Which lines of the records below contain the word "other"? Copy each of them out.

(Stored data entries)
────────
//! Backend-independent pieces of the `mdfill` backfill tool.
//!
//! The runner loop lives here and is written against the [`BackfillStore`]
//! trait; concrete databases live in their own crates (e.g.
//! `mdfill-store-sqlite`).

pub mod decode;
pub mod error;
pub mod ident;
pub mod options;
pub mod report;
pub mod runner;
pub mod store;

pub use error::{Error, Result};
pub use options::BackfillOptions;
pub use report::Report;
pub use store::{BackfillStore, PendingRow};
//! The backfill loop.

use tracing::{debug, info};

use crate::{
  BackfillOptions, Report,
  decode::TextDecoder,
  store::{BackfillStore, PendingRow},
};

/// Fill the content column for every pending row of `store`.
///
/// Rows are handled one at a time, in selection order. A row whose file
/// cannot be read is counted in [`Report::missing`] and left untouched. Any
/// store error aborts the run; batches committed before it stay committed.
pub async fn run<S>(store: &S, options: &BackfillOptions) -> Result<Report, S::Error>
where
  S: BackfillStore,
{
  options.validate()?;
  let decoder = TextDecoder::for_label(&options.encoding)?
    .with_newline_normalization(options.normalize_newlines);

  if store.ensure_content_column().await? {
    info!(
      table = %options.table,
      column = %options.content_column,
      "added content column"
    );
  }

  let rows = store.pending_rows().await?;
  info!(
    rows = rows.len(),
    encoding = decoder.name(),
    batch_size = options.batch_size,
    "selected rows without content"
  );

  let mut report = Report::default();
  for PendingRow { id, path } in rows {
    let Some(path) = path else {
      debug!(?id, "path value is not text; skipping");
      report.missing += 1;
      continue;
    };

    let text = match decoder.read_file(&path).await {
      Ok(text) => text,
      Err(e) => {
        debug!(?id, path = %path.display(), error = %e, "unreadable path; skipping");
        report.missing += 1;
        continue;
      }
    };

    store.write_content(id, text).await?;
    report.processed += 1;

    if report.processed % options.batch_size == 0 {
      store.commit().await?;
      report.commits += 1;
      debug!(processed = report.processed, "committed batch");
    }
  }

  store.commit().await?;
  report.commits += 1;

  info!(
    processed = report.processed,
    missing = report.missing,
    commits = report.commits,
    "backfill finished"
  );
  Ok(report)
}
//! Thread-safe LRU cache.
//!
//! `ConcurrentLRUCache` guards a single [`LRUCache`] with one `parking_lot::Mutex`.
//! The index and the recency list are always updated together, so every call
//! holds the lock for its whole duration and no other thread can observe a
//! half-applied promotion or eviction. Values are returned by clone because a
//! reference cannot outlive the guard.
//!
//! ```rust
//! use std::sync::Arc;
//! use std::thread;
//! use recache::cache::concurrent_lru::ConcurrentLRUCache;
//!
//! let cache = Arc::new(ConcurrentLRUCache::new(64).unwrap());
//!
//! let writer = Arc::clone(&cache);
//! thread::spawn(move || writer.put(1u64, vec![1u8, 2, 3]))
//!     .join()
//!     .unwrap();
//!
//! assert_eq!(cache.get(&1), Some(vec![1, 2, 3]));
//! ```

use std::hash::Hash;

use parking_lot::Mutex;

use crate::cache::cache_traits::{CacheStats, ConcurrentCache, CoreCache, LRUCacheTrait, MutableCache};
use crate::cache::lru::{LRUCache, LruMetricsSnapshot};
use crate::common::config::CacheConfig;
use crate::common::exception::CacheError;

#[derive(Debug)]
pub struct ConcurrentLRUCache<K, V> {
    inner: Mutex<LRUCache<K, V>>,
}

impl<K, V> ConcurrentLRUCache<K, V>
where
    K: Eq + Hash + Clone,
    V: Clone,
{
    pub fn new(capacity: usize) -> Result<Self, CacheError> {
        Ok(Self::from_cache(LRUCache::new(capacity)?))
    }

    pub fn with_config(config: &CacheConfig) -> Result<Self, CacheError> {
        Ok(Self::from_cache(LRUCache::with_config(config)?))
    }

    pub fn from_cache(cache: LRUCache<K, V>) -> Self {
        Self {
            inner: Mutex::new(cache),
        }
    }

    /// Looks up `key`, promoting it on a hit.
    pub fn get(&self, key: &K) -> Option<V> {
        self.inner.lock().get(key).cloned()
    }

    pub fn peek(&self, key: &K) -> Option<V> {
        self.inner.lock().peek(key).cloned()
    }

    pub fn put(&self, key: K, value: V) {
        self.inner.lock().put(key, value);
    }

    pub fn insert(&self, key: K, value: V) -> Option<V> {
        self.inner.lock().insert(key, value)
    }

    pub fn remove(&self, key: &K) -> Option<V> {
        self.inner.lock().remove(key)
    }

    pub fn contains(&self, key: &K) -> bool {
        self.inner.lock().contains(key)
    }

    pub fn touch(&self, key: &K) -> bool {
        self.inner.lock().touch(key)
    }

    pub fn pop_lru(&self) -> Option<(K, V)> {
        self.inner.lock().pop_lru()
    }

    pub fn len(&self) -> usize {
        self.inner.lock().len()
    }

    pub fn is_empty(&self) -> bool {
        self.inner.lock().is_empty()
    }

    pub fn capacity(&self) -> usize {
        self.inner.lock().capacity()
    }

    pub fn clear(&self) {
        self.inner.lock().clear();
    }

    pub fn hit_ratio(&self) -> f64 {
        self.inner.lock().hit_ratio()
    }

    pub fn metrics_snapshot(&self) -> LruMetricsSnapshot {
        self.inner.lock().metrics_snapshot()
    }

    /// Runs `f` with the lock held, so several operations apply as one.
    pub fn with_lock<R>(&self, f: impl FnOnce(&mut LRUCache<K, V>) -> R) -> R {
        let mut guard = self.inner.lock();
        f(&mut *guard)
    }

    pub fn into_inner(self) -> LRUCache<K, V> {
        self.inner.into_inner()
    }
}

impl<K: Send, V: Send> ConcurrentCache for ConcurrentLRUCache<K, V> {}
────────
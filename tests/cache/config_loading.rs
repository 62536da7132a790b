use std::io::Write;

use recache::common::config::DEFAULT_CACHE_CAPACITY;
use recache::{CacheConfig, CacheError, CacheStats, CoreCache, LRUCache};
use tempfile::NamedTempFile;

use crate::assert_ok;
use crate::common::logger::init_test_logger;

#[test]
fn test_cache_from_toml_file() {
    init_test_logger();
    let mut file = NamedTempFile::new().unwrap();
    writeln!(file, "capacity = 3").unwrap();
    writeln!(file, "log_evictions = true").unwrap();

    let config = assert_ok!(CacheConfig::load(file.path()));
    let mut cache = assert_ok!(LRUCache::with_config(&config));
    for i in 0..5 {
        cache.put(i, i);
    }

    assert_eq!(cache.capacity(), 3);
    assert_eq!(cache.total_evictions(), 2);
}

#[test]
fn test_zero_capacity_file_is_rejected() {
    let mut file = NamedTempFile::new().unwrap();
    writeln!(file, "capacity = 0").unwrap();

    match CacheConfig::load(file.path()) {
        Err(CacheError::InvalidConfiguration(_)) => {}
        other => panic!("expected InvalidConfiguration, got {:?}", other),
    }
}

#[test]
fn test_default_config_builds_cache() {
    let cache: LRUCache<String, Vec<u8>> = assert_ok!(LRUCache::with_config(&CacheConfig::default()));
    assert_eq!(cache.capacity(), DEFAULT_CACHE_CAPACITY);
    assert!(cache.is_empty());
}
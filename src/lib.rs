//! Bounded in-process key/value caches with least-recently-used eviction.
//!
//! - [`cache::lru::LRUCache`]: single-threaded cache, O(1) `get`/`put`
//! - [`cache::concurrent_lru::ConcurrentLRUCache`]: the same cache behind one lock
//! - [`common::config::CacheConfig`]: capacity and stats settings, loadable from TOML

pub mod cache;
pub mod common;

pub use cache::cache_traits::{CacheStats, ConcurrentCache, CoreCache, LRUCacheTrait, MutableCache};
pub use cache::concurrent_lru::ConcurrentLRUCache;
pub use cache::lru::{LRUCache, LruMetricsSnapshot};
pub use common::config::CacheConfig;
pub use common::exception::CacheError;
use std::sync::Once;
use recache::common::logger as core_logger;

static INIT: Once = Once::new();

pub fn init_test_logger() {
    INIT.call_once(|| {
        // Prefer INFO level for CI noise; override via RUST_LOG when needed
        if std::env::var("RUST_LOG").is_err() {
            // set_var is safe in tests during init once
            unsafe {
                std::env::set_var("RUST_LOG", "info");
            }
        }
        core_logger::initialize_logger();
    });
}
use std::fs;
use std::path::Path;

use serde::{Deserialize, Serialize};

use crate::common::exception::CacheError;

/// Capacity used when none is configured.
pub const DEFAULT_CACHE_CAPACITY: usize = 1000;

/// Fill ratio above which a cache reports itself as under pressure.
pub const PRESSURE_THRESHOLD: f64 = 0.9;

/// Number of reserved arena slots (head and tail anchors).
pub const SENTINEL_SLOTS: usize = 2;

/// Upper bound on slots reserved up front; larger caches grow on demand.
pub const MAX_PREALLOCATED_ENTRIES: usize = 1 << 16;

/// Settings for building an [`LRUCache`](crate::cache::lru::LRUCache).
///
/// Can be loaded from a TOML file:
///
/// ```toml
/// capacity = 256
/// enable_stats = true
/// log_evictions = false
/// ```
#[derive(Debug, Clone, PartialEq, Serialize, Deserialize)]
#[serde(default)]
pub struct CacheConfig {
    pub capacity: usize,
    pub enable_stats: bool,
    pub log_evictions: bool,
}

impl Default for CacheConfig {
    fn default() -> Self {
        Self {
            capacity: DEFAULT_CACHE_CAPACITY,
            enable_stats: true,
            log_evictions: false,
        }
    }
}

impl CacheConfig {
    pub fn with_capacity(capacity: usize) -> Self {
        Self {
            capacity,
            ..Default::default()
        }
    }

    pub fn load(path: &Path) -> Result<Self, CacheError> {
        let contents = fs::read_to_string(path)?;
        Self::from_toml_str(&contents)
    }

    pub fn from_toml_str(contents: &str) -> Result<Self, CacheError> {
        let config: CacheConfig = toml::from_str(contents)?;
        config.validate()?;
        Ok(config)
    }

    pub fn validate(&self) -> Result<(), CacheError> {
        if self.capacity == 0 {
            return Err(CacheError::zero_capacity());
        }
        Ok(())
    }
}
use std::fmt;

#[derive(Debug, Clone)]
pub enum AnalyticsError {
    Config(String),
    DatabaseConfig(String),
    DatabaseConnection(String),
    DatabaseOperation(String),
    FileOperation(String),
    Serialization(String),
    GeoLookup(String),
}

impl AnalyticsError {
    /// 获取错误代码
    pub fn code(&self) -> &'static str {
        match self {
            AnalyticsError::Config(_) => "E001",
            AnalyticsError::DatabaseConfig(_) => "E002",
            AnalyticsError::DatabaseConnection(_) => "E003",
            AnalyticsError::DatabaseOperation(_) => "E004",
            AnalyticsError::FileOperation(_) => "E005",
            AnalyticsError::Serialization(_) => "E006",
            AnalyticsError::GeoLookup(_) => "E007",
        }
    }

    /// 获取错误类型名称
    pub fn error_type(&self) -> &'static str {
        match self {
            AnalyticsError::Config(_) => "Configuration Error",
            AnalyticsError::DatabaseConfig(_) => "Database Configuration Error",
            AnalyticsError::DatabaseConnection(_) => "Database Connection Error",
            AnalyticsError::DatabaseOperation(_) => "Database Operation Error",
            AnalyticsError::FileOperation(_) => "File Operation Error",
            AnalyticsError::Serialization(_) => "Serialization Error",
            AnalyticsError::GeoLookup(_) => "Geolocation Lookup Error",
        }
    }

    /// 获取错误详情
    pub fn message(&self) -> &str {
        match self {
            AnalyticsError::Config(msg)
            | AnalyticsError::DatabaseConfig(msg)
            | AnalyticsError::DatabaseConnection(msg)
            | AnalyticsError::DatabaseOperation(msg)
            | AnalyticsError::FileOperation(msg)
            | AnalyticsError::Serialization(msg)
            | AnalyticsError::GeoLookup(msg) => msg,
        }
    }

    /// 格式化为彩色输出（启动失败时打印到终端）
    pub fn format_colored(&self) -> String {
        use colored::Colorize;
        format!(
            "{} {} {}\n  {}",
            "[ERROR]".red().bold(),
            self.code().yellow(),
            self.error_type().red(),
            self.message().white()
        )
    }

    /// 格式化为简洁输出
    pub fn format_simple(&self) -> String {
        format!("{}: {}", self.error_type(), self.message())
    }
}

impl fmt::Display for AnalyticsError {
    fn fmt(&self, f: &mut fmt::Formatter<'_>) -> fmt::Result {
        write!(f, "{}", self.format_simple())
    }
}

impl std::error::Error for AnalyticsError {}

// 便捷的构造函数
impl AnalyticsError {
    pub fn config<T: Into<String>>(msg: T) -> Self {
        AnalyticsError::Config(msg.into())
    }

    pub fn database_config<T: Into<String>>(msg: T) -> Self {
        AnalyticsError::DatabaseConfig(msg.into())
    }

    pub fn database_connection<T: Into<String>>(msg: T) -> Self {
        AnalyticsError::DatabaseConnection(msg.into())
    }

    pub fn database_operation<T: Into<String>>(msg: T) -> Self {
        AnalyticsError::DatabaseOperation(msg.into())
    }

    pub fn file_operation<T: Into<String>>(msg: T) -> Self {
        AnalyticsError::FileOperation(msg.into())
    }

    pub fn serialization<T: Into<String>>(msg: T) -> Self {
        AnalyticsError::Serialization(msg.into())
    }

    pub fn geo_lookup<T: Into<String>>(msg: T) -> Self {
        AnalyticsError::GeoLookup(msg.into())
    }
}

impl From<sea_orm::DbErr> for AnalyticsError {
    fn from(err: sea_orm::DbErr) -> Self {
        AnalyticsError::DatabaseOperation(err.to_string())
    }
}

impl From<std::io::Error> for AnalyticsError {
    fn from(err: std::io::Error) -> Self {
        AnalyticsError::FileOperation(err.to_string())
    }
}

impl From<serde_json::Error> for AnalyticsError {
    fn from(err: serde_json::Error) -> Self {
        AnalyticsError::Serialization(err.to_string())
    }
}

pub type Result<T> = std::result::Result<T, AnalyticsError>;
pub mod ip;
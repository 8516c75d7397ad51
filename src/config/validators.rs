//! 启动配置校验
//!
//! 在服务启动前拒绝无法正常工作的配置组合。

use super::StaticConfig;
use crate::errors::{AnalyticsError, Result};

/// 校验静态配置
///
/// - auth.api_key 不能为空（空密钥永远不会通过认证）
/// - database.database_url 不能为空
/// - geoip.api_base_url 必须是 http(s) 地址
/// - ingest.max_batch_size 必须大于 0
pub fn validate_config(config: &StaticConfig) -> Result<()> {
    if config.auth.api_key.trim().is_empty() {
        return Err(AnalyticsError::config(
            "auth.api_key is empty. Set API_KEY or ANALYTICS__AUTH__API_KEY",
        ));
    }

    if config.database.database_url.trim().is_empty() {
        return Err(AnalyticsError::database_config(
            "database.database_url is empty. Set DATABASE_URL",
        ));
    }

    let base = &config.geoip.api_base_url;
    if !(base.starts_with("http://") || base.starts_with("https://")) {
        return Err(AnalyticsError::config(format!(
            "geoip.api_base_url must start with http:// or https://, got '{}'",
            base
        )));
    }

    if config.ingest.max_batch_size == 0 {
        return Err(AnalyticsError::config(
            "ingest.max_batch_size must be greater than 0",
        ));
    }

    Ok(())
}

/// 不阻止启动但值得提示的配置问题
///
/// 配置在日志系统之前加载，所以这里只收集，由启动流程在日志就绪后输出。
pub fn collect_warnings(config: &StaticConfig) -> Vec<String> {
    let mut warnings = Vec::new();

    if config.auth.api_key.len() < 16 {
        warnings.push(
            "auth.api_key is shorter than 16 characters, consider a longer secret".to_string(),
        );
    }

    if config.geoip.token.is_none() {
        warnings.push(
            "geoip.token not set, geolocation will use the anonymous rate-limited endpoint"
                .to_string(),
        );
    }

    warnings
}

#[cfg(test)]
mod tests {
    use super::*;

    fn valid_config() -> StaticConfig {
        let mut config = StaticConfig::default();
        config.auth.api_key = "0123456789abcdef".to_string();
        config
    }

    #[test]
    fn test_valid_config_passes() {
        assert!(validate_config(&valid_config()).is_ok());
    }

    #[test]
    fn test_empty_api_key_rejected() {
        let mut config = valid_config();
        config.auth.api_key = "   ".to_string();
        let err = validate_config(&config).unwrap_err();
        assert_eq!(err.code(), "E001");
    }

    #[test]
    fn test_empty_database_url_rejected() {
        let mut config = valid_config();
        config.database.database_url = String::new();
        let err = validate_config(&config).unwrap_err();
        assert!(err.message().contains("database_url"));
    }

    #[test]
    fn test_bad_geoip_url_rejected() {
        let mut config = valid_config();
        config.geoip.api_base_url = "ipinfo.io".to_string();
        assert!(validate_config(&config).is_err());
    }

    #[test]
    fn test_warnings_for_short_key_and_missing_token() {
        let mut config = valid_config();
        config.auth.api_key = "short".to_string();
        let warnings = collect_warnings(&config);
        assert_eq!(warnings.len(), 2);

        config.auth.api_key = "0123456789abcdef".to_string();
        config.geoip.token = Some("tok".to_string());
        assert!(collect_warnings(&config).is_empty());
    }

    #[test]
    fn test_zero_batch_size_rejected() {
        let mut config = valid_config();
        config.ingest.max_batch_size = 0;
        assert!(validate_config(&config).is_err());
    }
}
────────
→ RESPONSE AREA:
//! holds the lock for its whole duration and no other thread can observe a
        other => panic!("expected InvalidConfiguration, got {:?}", other),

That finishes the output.